Set down, please, exactly the lines below that run from the line with "pub const CHAR: &str" to the line with "pub const STRING_DESC: &str", both lines included.

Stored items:
++++++++++

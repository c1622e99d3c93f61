//! Field and descriptor type tags, in the classfile's internal notation.
//! These are the tags stored in object field tables; knowing the tag is what
//! tells `getfield`/`putfield` whether a value occupies one or two slots.

pub const BOOL: &str = "Z";
pub const BYTE: &str = "B";
pub const CHAR: &str = "C";
pub const SHORT: &str = "S";
pub const INT: &str = "I";
pub const LONG: &str = "J";
pub const FLOAT: &str = "F";
pub const DOUBLE: &str = "D";

pub const REF_PREFIX: char = 'L';
pub const ARRAY_PREFIX: char = '[';

pub const BYTE_ARRAY: &str = "[B";
pub const INT_ARRAY: &str = "[I";
pub const LONG_ARRAY: &str = "[J";
pub const FLOAT_ARRAY: &str = "[F";
pub const DOUBLE_ARRAY: &str = "[D";
pub const CHAR_ARRAY: &str = "[C";
pub const SHORT_ARRAY: &str = "[S";
pub const BOOL_ARRAY: &str = "[Z";

pub const OBJECT_CLASS: &str = "java/lang/Object";
pub const STRING_CLASS: &str = "java/lang/String";
pub const STRING_DESC: &str = "Ljava/lang/String;";
pub const THROWABLE_CLASS: &str = "java/lang/Throwable";
pub const EXCEPTION_CLASS: &str = "java/lang/Exception";
pub const ERROR_CLASS: &str = "java/lang/Error";
pub const RUNTIME_EXCEPTION_CLASS: &str = "java/lang/RuntimeException";
pub const STACK_TRACE_ELEMENT_CLASS: &str = "java/lang/StackTraceElement";

/// Whether a field/descriptor tag names a category-2 (two slot) value.
#[must_use]
pub fn is_wide_tag(tag: &str) -> bool {
    tag == LONG || tag == DOUBLE
}

/// The `newarray` atype operands, per the classfile specification.
#[must_use]
pub fn array_class_of_atype(atype: u8) -> Option<&'static str> {
    Some(match atype {
        4 => BOOL_ARRAY,
        5 => CHAR_ARRAY,
        6 => FLOAT_ARRAY,
        7 => DOUBLE_ARRAY,
        8 => BYTE_ARRAY,
        9 => SHORT_ARRAY,
        10 => INT_ARRAY,
        11 => LONG_ARRAY,
        _ => return None,
    })
}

++++++++++

• RESPONSE AREA:
pub const CHAR: &str = "C";
pub const SHORT: &str = "S";
pub const INT: &str = "I";
pub const LONG: &str = "J";
pub const FLOAT: &str = "F";
pub const DOUBLE: &str = "D";

pub const REF_PREFIX: char = 'L';
pub const ARRAY_PREFIX: char = '[';

pub const BYTE_ARRAY: &str = "[B";
pub const INT_ARRAY: &str = "[I";
pub const LONG_ARRAY: &str = "[J";
pub const FLOAT_ARRAY: &str = "[F";
pub const DOUBLE_ARRAY: &str = "[D";
pub const CHAR_ARRAY: &str = "[C";
pub const SHORT_ARRAY: &str = "[S";
pub const BOOL_ARRAY: &str = "[Z";

pub const OBJECT_CLASS: &str = "java/lang/Object";
pub const STRING_CLASS: &str = "java/lang/String";
pub const STRING_DESC: &str = "Ljava/lang/String;";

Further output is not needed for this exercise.